# Lethargic roo



## artsy1 (Dec 16, 2012)

I have a cochin/silkie roo, emaciated, cleared up vent gleet, lethargic, and this is a sample of poop from yesterday- he is having problems pooping also. His comb is usually on the dark side, but he is more grey than normal


----------



## robin416 (Sep 8, 2013)

He might not be constipated but is having some sort of GI stress that causing him to feel like he has to go. 

I really don't have any solid ideas on what is going on with him.

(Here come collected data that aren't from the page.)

//! Request extractors for the resolved auth state and the acting caller.
//!
//! The guard middleware stores the resolved [`AuthState`] in request
//! extensions; these extractors read it back, falling back to a fresh
//! resolution for routes that are not wrapped by the guard.

use actix_session::SessionExt;
use actix_web::dev::Payload;
use actix_web::{FromRequest, HttpMessage, HttpRequest, web};
use futures_util::future::LocalBoxFuture;

use crate::domain::session::AuthResolver;
use crate::domain::{Actor, AuthState, DomainError};
use crate::middleware::guard::resolve_session_state;

use super::error::ApiError;

/// The resolved three-state authentication context for this request.
#[derive(Debug, Clone)]
pub struct AuthContext(pub AuthState);

impl FromRequest for AuthContext {
    type Error = ApiError;
    type Future = LocalBoxFuture<'static, Result<Self, Self::Error>>;

    fn from_request(req: &HttpRequest, _payload: &mut Payload) -> Self::Future {
        let req = req.clone();
        Box::pin(async move {
            if let Some(state) = req.extensions().get::<AuthState>() {
                return Ok(AuthContext(state.clone()));
            }
            let session = req.get_session();
            let state =
                resolve_session_state(&session, req.app_data::<web::Data<dyn AuthResolver>>())
                    .await?;
            Ok(AuthContext(state))
        })
    }
}

/// The acting caller: an authenticated session with a resolved profile.
///
/// Fails with `unauthorized` when there is no session and `forbidden` when
/// the session's identity has not redeemed its invite yet.
#[derive(Debug, Clone)]
pub struct CurrentActor(pub Actor);

impl FromRequest for CurrentActor {
    type Error = ApiError;
    type Future = LocalBoxFuture<'static, Result<Self, Self::Error>>;

    fn from_request(req: &HttpRequest, payload: &mut Payload) -> Self::Future {
        let context = AuthContext::from_request(req, payload);
        Box::pin(async move {
            match context.await?.0 {
                AuthState::Authorized(profile) => {
                    Ok(CurrentActor(Actor::new(profile.id, profile.role)))
                }
                AuthState::NeedsSetup { .. } => Err(ApiError::from(DomainError::forbidden(
                    "profile setup is required before using the portal",
                ))),
                AuthState::Unauthenticated => Err(ApiError::from(DomainError::unauthorized(
                    "sign in to use the portal",
                ))),
            }
        })
    }
}
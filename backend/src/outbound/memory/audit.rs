//! Audit-sink port implementation over an in-memory, append-only log.

use async_trait::async_trait;
use chrono::{DateTime, Utc};

use crate::domain::AuditEntry;
use crate::domain::ports::{AuditSink, AuditSinkError};

use super::{MemoryPlatform, write_guard};

/// An audit entry with the sink-stamped append time.
#[derive(Debug, Clone, PartialEq)]
pub struct StampedAuditEntry {
    /// The entry as the recorder built it.
    pub entry: AuditEntry,
    /// Append time stamped by the sink.
    pub timestamp: DateTime<Utc>,
}

#[async_trait]
impl AuditSink for MemoryPlatform {
    async fn append(&self, entry: &AuditEntry) -> Result<(), AuditSinkError> {
        let stamped = StampedAuditEntry {
            entry: entry.clone(),
            timestamp: self.now(),
        };
        write_guard(&self.audit).push(stamped);
        Ok(())
    }
}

Will he eat yoghurt? A total shot in the dark but it might be a help.


----------



## artsy1 (Dec 16, 2012)

well he was eating oatmeal yesterday and wet feed, had been passing solid vent gleet from inside, like you would see with bumble, i put him on medpet 4 in 1 which cleared the gleet- so shifting to probioitics tomorrow and vitamins


----------



## seminole wind (Aug 22, 2015)

his color is not so good. I couldn't tell you what's wrong, but, it could be cardiac failure, aspergillosis, pneumonia, or a serious infection. poor thing!


----------



## artsy1 (Dec 16, 2012)

forgot to mention, lungs are clear.... yeah cardiac was one thing i was wondering


----------



## robin416 (Sep 8, 2013)

With heart issues the comb usually gets very dark. Think about it this way, blood is not getting moved so somewhere like the comb which is very vascular turns dark from lack of blood flow.

You could try throwing a broad spectrum antibiotic at him to see if that picks him up. Have you checked him for a fever? Unfortunately 101 to 104 is considered normal for a chicken. Quite a broad range for normal there.


----------